Chapter 3 Exercises: Probability Fundamentals
Part A: Conceptual Questions (8 Questions)
A.1: What Is Probability?
Explain the difference between the frequentist and Bayesian interpretations of probability. For each interpretation, describe how it would answer the question: "What does it mean when a prediction market contract is priced at $0.65?"
In your answer, address: - How each interpretation defines probability - How each interpretation handles one-time events (e.g., "Will Candidate X win the 2028 election?") - Which interpretation is more natural for prediction markets and why
A.2: Sample Spaces in Practice
For each of the following prediction market scenarios, write out the sample space. State whether the sample space is finite, countably infinite, or uncountably infinite. Explain your reasoning.
a) A market on which party wins the next UK general election (Conservative, Labour, or Other). b) A market on the exact closing price of the S&P 500 on December 31. c) A market on how many hurricanes will make landfall in the US this year. d) A market on whether a specific Supreme Court case is decided 5-4, 6-3, 7-2, 8-1, or 9-0.
A.3: Mutually Exclusive vs. Independent
Explain the difference between mutually exclusive events and independent events. Can two events be both mutually exclusive and independent? Provide a prediction market example for each concept.
A.4: The Base Rate Fallacy
A prediction market trader reads a report that claims: "Whenever this indicator has flashed in the past, the market crashed 80% of the time." The trader immediately buys crash insurance contracts.
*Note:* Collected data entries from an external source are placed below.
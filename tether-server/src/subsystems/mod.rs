pub mod bridge;
pub mod dispatcher;
pub mod launcher;
pub mod locks;
pub mod registry;
pub mod restore;
pub mod sweeper;
//! Durable storage for connection records.
//!
//! `ConnectionStore` is the seam between the lifecycle core and the database.
//! Two implementations ship with the crate:
//! - **PgConnectionStore**: the production store (table `connections`)
//! - **MemoryConnectionStore**: process-local store for tests and ephemeral runs

mod memory;
mod postgres;

use async_trait::async_trait;
use chrono::{DateTime, Utc};
use thiserror::Error;

use crate::models::{Connection, ConnectionStatus};

pub use memory::MemoryConnectionStore;
pub use postgres::PgConnectionStore;

#[derive(Error, Debug)]
pub enum StoreError {
    #[error("Database error: {0}")]
    Database(#[from] sqlx::Error),

    #[error("Connection record not found: {0}")]
    NotFound(String),

    #[error("Connection record already exists: {0}")]
    Duplicate(String),

    #[error("Corrupt connection record: {0}")]
    Corrupt(String),
}

pub type StoreResult<T> = Result<T, StoreError>;

#[async_trait]
pub trait ConnectionStore: Send + Sync {
    /// Insert a new record. Fails with `Duplicate` if the id is taken.
    async fn insert(&self, connection: &Connection) -> StoreResult<()>;

    async fn get(&self, id: &str) -> StoreResult<Option<Connection>>;

    /// Oldest first (`created_at`, then `id`). Both list methods share this order.
    async fn list_by_owner(&self, owner_id: &str) -> StoreResult<Vec<Connection>>;

    async fn list_by_status(&self, status: ConnectionStatus) -> StoreResult<Vec<Connection>>;

    /// Overwrite every mutable column of an existing record.
    /// `owner_id` and `created_at` are never rewritten.
    async fn update(&self, connection: &Connection) -> StoreResult<()>;

    /// Returns `true` if a record was deleted.
    async fn delete(&self, id: &str) -> StoreResult<bool>;

    async fn touch(&self, id: &str, at: DateTime<Utc>) -> StoreResult<()>;

    /// Store backend name for logging.
    fn name(&self) -> &str;
}
/// Build the Axum router with all endpoints
pub fn build_router(state: Arc<HttpState>) -> Router {
    Router::new()
        .route("/health", get(health_handler))
        .route("/version", get(version_handler))
        .route("/connections", post(add_handler).get(list_handler))
        .route("/connections/:id", get(status_handler).delete(disconnect_handler))
        .route("/connections/:id/record", delete(delete_handler))
        .route("/connections/:id/restore", post(restore_handler))
        .route("/connections/:id/messages", post(send_handler))
        .route("/admin/restore", post(restore_all_handler))
        .route("/admin/sweep", post(sweep_handler))
        .with_state(state)
}

/// Start the HTTP server on the configured address.
/// Gracefully shuts down when the broadcast shutdown signal fires.
pub async fn start_http_server(
    state: Arc<HttpState>,
    mut shutdown: broadcast::Receiver<()>,
) -> Result<()> {
    let addr = format!("{}:{}", state.config.http.host, state.config.http.port);

    let app = build_router(state);
    let listener = TcpListener::bind(&addr).await?;
    tracing::info!("Tether HTTP API listening on http://{}", addr);

    axum::serve(listener, app)
        .with_graceful_shutdown(async move {
            let _ = shutdown.recv().await;
            tracing::info!("HTTP server shutting down...");
        })
        .await?;

    Ok(())
}

// ============================================================================
// Request DTOs
// ============================================================================

#[derive(Debug, Deserialize, Default)]
pub struct AddConnectionRequest {
    pub owner_id: Option<String>,
}

#[derive(Debug, Deserialize, Default)]
pub struct ListQuery {
    pub owner_id: Option<String>,
}

/// `content` may be a plain string (text message) or a tagged
/// `MessageContent` object.
#[derive(Debug, Deserialize)]
pub struct SendMessageRequest {
    pub to: Option<String>,
    pub content: Option<ContentField>,
}

#[derive(Debug, Deserialize)]
#[serde(untagged)]
pub enum ContentField {
    Text(String),
    Structured(MessageContent),
}

impl ContentField {
    pub fn into_content(self) -> MessageContent {
        match self {
            ContentField::Text(body) => MessageContent::text(body),
            ContentField::Structured(content) => content,
        }
    }
}

// ============================================================================
// Inner (directly testable) business logic functions
// ============================================================================

/// Inner health check: storage status plus active session count.
pub async fn health_inner(
    service: &ConnectionService,
    pool: Option<&PgPool>,
) -> (StatusCode, serde_json::Value) {
    let storage = match pool {
        Some(pool) => match tether_core::db::health_check(pool).await {
            Ok(version) => version,
            Err(e) => {
                return (
                    StatusCode::SERVICE_UNAVAILABLE,
                    serde_json::json!({
                        "status": "unhealthy",
                        "error": e.to_string(),
                    }),
                );
            }
        },
        None => service.store_name().to_string(),
    };

    (
        StatusCode::OK,
        serde_json::json!({
            "status": "healthy",
            "version": env!("CARGO_PKG_VERSION"),
            "storage": storage,
            "active_sessions": service.registry().len(),
        }),
    )
}

/// Inner version: returns version info (pure, no IO).
pub fn version_inner() -> serde_json::Value {
    serde_json::json!({
        "version": env!("CARGO_PKG_VERSION"),
        "protocol": "tether/1",
    })
}

pub async fn add_inner(
    service: &ConnectionService,
    req: AddConnectionRequest,
) -> (StatusCode, serde_json::Value) {
    let owner_id = match req.owner_id {
        Some(owner) if !owner.trim().is_empty() => owner,
        _ => return validation_error("owner_id field is required"),
    };

    match service.add_connection(&owner_id).await {
        Ok(added) => (StatusCode::CREATED, ok_body("connection", &added)),
        Err(e) => error_response(&e),
    }
}

pub async fn list_inner(
    service: &ConnectionService,
    query: ListQuery,
) -> (StatusCode, serde_json::Value) {
    let owner_id = match query.owner_id {
        Some(owner) if !owner.trim().is_empty() => owner,
        _ => return validation_error("owner_id query parameter is required"),
    };

    match service.list_connections(&owner_id).await {
        Ok(connections) => (
            StatusCode::OK,
            serde_json::json!({
                "status": "ok",
                "count": connections.len(),
                "connections": connections,
            }),
        ),
        Err(e) => error_response(&e),
    }
}

pub async fn status_inner(service: &ConnectionService, id: &str) -> (StatusCode, serde_json::Value) {
    match service.get_status(id).await {
        Ok(view) => (StatusCode::OK, ok_body("connection", &view)),
        Err(e) => error_response(&e),
    }
}

pub async fn disconnect_inner(service: &ConnectionService, id: &str) -> (StatusCode, serde_json::Value) {
    match service.disconnect(id).await {
        Ok(()) => (
            StatusCode::OK,
            serde_json::json!({
                "status": "ok",
                "connection_id": id,
                "disconnected": true,
            }),
        ),
        Err(e) => error_response(&e),
    }
}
Explain why this reasoning may be flawed using the concept of base rates and Bayes' theorem. What additional information does the trader need?
A.5: Why Variance Matters
Two traders both have positive expected value strategies: - Trader A: EV = $0.02 per trade, makes 100 trades per day on contracts priced near $0.50. - Trader B: EV = $0.08 per trade, makes 5 trades per day on contracts priced near $0.50.
Which trader has more predictable daily results? Justify your answer using variance and the concepts from this chapter. Which trader would you rather be, and why?
A.6: Interpreting Conditional Probability
A prediction market for "Will Company X be acquired?" is currently priced at $0.25. You observe: - P(Acquisition | Positive earnings report) = 0.40 - P(Acquisition | Negative earnings report) = 0.10
The earnings report is about to be released. Explain in plain language what these conditional probabilities mean. If the market price moves to $0.40 immediately after a positive earnings report, is the market behaving consistently with these probabilities?
A.7: The Gambler's Fallacy and the LLN
Your friend has lost money on 7 of his last 10 prediction market trades (all on independent events). He says: "I'm due for a winning streak. The law of large numbers says things have to even out."
Explain why your friend is wrong. What does the LLN actually say? How should past losses inform future trading decisions?
A.8: Conjugate Priors
Explain in your own words what a conjugate prior is and why the Beta-Binomial model is particularly useful for prediction markets. What happens to the posterior as you observe more and more data? Under what conditions does the choice of prior matter a lot, and when does it matter little?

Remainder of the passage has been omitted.